Lui, che oggi ha quasi 30 anni, Shuhada la ricorda così. Ahmad e Jannat no: «L’abbiamo vista solo in fotografia». I due giovani sono arrivati in Italia all’inizio di marzo per una serie di eventi organizzati da Assopace per la campagna Open Shuhada Street, che da anni i palestinesi portano avanti dentro e fuori la Palestina per tenere accesa l’attenzione sull’occupazione militare israeliana di Hebron. Un’occupazione diversa, in qualche modo, da quella subita dal resto dei Territori Occupati: Hebron, Al Khalil in arabo, è la sola città della Cisgiordania dove le colonie (illegali per il diritto internazionale) occupano il cuore della comunità, il centro storico.

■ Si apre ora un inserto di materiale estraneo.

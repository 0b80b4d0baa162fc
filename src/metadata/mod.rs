//! Schema source module.
//!
//! This module provides the abstraction the graph builder consumes to learn
//! about a database: table names, columns, primary keys, foreign keys,
//! indexes, and a best-effort row count.
//!
//! # Architecture
//!
//! ```text
//! ┌─────────────────────────────────────────────────────────────────┐
//! │                        SchemaSource                             │
//! │  ┌───────────────────────────────────────────────────────────┐  │
//! │  │  Structural metadata (cheap)   │  Row counts (expensive)  │  │
//! │  │  - list_tables()               │  - get_row_count()       │  │
//! │  │  - get_columns()               │    (best effort, bounded │  │
//! │  │  - get_primary_key()           │     by a timeout)        │  │
//! │  │  - get_foreign_keys()          │                          │  │
//! │  │  - get_indexes()               │                          │  │
//! │  │  - get_table_comment()         │                          │  │
//! │  └───────────────────────────────────────────────────────────┘  │
//! └─────────────────────────────────────────────────────────────────┘
//!                           │
//!            ┌──────────────┴──────────────┐
//!            ▼                             ▼
//!   SnapshotSource (JSON)         engine-specific adapters
//!                                 (live outside this crate)
//! ```
//!
//! # Example
//!
//! ```ignore
//! use schemagraph::metadata::{SchemaSource, SnapshotSource};
//!
//! let source = SnapshotSource::from_file("./schema.json")?;
//! let tables = source.list_tables().await?;
//! let columns = source.get_columns("orders").await?;
//! ```

mod provider;
mod snapshot;
mod types;

pub use provider::{SchemaSource, SourceError, SourceResult};
pub use snapshot::{SchemaSnapshot, SnapshotSource, TableSnapshot};
pub use types::*;
//! Table categorization.
//!
//! Tables are tagged with structural roles (LOOKUP, JUNCTION, TRANSACTION,
//! MASTER, AUDIT) by an ordered table of rules. Rules are evaluated
//! independently, so a table can hold several tags or none.
//!
//! Also home to the coded-column helpers used by the query engine to point
//! a column like `status_cd` at the lookup table that decodes it.

use std::collections::{BTreeMap, BTreeSet};
use std::fmt;

use serde::{Deserialize, Serialize};

use super::types::{EdgeKind, SchemaNode};
use super::KnowledgeGraph;

/// Structural role of a table.
#[derive(Debug, Clone, Copy, PartialEq, Eq, Hash, PartialOrd, Ord, Serialize, Deserialize)]
#[serde(rename_all = "SCREAMING_SNAKE_CASE")]
pub enum Category {
    Lookup,
    Junction,
    Transaction,
    Master,
    Audit,
}

impl Category {
    pub fn as_str(&self) -> &'static str {
        match self {
            Category::Lookup => "LOOKUP",
            Category::Junction => "JUNCTION",
            Category::Transaction => "TRANSACTION",
            Category::Master => "MASTER",
            Category::Audit => "AUDIT",
        }
    }
}

impl fmt::Display for Category {
    fn fmt(&self, f: &mut fmt::Formatter<'_>) -> fmt::Result {
        f.write_str(self.as_str())
    }
}

// ============================================================================
// Rules
// ============================================================================

/// What a rule looks at.
#[derive(Debug, Clone)]
enum RuleMatcher {
    /// Lower-cased table name contains a keyword, starts with a prefix or
    /// ends with a suffix.
    Name {
        contains: Vec<String>,
        prefixes: Vec<String>,
        suffixes: Vec<String>,
    },
    /// At least `min_references` outgoing REFERENCES edges, and no more than
    /// `max_extra_columns` columns beyond one per REFERENCES edge.
    Junction {
        min_references: usize,
        max_extra_columns: usize,
    },
}

/// A single categorization rule: a category and the predicate that assigns it.
#[derive(Debug, Clone)]
pub struct CategoryRule {
    pub category: Category,
    matcher: RuleMatcher,
}

fn lowered(words: &[&str]) -> Vec<String> {
    words.iter().map(|w| w.to_lowercase()).collect()
}

impl CategoryRule {
    /// Match when the lower-cased table name contains any keyword.
    pub fn keywords(category: Category, keywords: &[&str]) -> Self {
        Self::name(category, keywords, &[], &[])
    }

    /// Match on name keywords, prefixes and suffixes (case-insensitive).
    pub fn name(category: Category, contains: &[&str], prefixes: &[&str], suffixes: &[&str]) -> Self {
        Self {
            category,
            matcher: RuleMatcher::Name {
                contains: lowered(contains),
                prefixes: lowered(prefixes),
                suffixes: lowered(suffixes),
            },
        }
    }

    /// Match link tables by their shape rather than their name.
    pub fn junction(min_references: usize, max_extra_columns: usize) -> Self {
        Self {
            category: Category::Junction,
            matcher: RuleMatcher::Junction {
                min_references,
                max_extra_columns,
            },
        }
    }

    /// Evaluate the predicate against one TABLE node.
    pub fn matches(&self, graph: &KnowledgeGraph, table: &SchemaNode) -> bool {
        match &self.matcher {
            RuleMatcher::Name {
                contains,
                prefixes,
                suffixes,
            } => {
                let name = table.name.to_lowercase();
                contains.iter().any(|k| name.contains(k.as_str()))
                    || prefixes.iter().any(|p| name.starts_with(p.as_str()))
                    || suffixes.iter().any(|s| name.ends_with(s.as_str()))
            }
            RuleMatcher::Junction {
                min_references,
                max_extra_columns,
            } => {
                let mut references = 0;
                let mut columns = 0;
                for edge in graph.outgoing_edges(&table.node_id) {
                    match edge.kind() {
                        EdgeKind::References => references += 1,
                        EdgeKind::HasColumn => columns += 1,
                        _ => {}
                    }
                }
                references >= *min_references && columns <= references + max_extra_columns
            }
        }
    }
}

/// Name keywords that mark a lookup table.
pub const LOOKUP_KEYWORDS: &[&str] = &[
    "lookup", "lkp", "ref", "type", "status", "category", "code", "dwl_",
];

/// Enterprise lookup prefixes (Oracle Retail, SAP, Dynamics style).
pub const LOOKUP_PREFIXES: &[&str] = &["dwl_", "lkp_", "lookup_", "ref_", "code_", "lu_"];

pub const LOOKUP_SUFFIXES: &[&str] = &[
    "_lkp", "_lookup", "_ref", "_code", "_type", "_typ", "_ctgry", "_category",
];

pub const TRANSACTION_KEYWORDS: &[&str] = &[
    "transaction",
    "order",
    "payment",
    "invoice",
    "charge",
    "usage",
    "activity",
];

pub const MASTER_KEYWORDS: &[&str] = &[
    "customer",
    "product",
    "account",
    "user",
    "employee",
    "patient",
    "subscription",
];

pub const AUDIT_KEYWORDS: &[&str] = &["audit", "log", "history", "trail"];

/// The default rule table.
pub fn default_rules() -> Vec<CategoryRule> {
    vec![
        CategoryRule::name(Category::Lookup, LOOKUP_KEYWORDS, LOOKUP_PREFIXES, LOOKUP_SUFFIXES),
        CategoryRule::junction(2, 3),
        CategoryRule::keywords(Category::Transaction, TRANSACTION_KEYWORDS),
        CategoryRule::keywords(Category::Master, MASTER_KEYWORDS),
        CategoryRule::keywords(Category::Audit, AUDIT_KEYWORDS),
    ]
}

// ============================================================================
// Categorizer
// ============================================================================

/// Assigns category tags to every table of a graph.
#[derive(Debug, Clone)]
pub struct Categorizer {
    rules: Vec<CategoryRule>,
}

impl Default for Categorizer {
    fn default() -> Self {
        Self::new()
    }
}

impl Categorizer {
    /// Create a categorizer with the default rules.
    pub fn new() -> Self {
        Self {
            rules: default_rules(),
        }
    }

    /// Create a categorizer with custom rules.
    pub fn with_rules(rules: Vec<CategoryRule>) -> Self {
        Self { rules }
    }

    /// Append a keyword rule for a category (used for configured keywords).
    pub fn add_keywords(&mut self, category: Category, keywords: &[String]) {
        if keywords.is_empty() {
            return;
        }
        let words: Vec<&str> = keywords.iter().map(String::as_str).collect();
        self.rules.push(CategoryRule::keywords(category, &words));
    }

    pub fn rules(&self) -> &[CategoryRule] {
        &self.rules
    }

    /// Compute the tags of every table. Tables with no tag are omitted.
    pub fn categorize(&self, graph: &KnowledgeGraph) -> BTreeMap<String, BTreeSet<Category>> {
        let mut result = BTreeMap::new();

        for table in graph.nodes().iter().filter(|n| n.is_table()) {
            let tags: BTreeSet<Category> = self
                .rules
                .iter()
                .filter(|rule| rule.matches(graph, table))
                .map(|rule| rule.category)
                .collect();

            if !tags.is_empty() {
                result.insert(table.name.clone(), tags);
            }
        }

        result
    }

    /// Categorize and store the result on the graph.
    pub fn apply(&self, graph: &mut KnowledgeGraph) {
        let categories = self.categorize(graph);
        graph.set_categories(categories);
    }
}

// ============================================================================
// Coded columns
// ============================================================================

/// Name fragments that mark a coded column.
pub const CODE_COLUMN_PATTERNS: &[&str] = &[
    "_cd", "_code", "_typ", "_type", "_stat", "_status", "_ctgry", "_category", "_class", "_flag",
];

/// Short names used as codes on their own.
pub const CODE_COLUMN_NAMES: &[&str] = &["s", "st", "ty", "cd"];

/// Suffixes stripped from a coded column to find the concept it encodes.
const CODE_SUFFIXES: &[&str] = &["_code", "_type", "_cd", "_typ"];

/// Does this column hold a code that a lookup table decodes?
pub fn is_code_column(column: &str) -> bool {
    let name = column.to_lowercase();
    CODE_COLUMN_PATTERNS.iter().any(|p| name.contains(p)) || CODE_COLUMN_NAMES.contains(&name.as_str())
}

/// The concept a coded column encodes: `status_cd` → `status`.
pub fn code_column_base(column: &str) -> String {
    let name = column.to_lowercase();
    CODE_SUFFIXES
        .iter()
        .find_map(|s| name.strip_suffix(s).filter(|base| !base.is_empty()))
        .map(str::to_string)
        .unwrap_or(name)
}

/// Candidate lookup table names for a coded column, most likely first.
pub fn lookup_table_candidates(column: &str) -> Vec<String> {
    let base = code_column_base(column);
    vec![
        format!("dwl_{}", base),
        format!("lkp_{}", base),
        format!("{}_lkp", base),
        format!("{}_lookup", base),
        format!("lookup_{}", base),
    ]
}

La prima colonia costruita ad Hebron dalle autorità israeliane, Kiryat Arba, è anche la prima sorta nei Territori dopo la guerra dei sei giorni del 1967. Un anno dopo le colline intorno alla città palestinese vengono occupate dall’insediamento. Da lì parte una colonizzazione che permea l’intera città e la divide fisicamente in due: nel 1994, dopo il massacro alla Moschea di Abramo (29 palestinesi uccisi mentre pregavano all’alba di un giorno di Ramadan da un colono israeliano, Baruch Goldstein), Tel Aviv impone la divisione della città in due. Area H1 e Area H2, la prima sotto il controllo palestinese e la seconda (che coincide con il centro storico, il cuore commerciale, culturale e politico di Hebron) sotto il controllo israeliano. Pian piano sempre più…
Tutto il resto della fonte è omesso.